Categorizing company websites based on website texts
Format: IPS Abstract
Keywords: machine learning, nlp, text analysis
Tuesday 18 July 10 a.m. - noon (Canada/Eastern)
Different types of companies are identified based on - differences in - the texts on their websites. This approach has been used to identify innovative and platform economy companies in the Netherlands and drone companies in several European countries. Usually, an initial test is performed to determine if (and how much) the website texts for the topic studied actually differ. For this, at least 2000 company website texts, including 50% positive and 50% negative cases, are routinely used. Survey data or expert findings are used to determine the actual type of company. Next, the website’s texts are preprocessed, and various classification algorithms, included in the scikit-learn library of Python, are applied to determine which of them is best able to discern between the positive and negative cases; e.g. platform vs non-platform. In addition, the effect of adding WordEmbeddings-based features is routinely tested.
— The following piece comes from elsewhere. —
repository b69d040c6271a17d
pub mod error;
pub mod port;
pub mod error;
We found that logistic regression with WordEmbeddings worked best to detect innovative company websites (accuracy 88%), linear-SVM worked best for platform economy websites (accuracy 82%), and logistic regression worked best to detect drone companies (accuracy 82-86%) in three languages. The results are usually used to obtain a small subset of companies for the type studied that are subsequently investigated in further detail.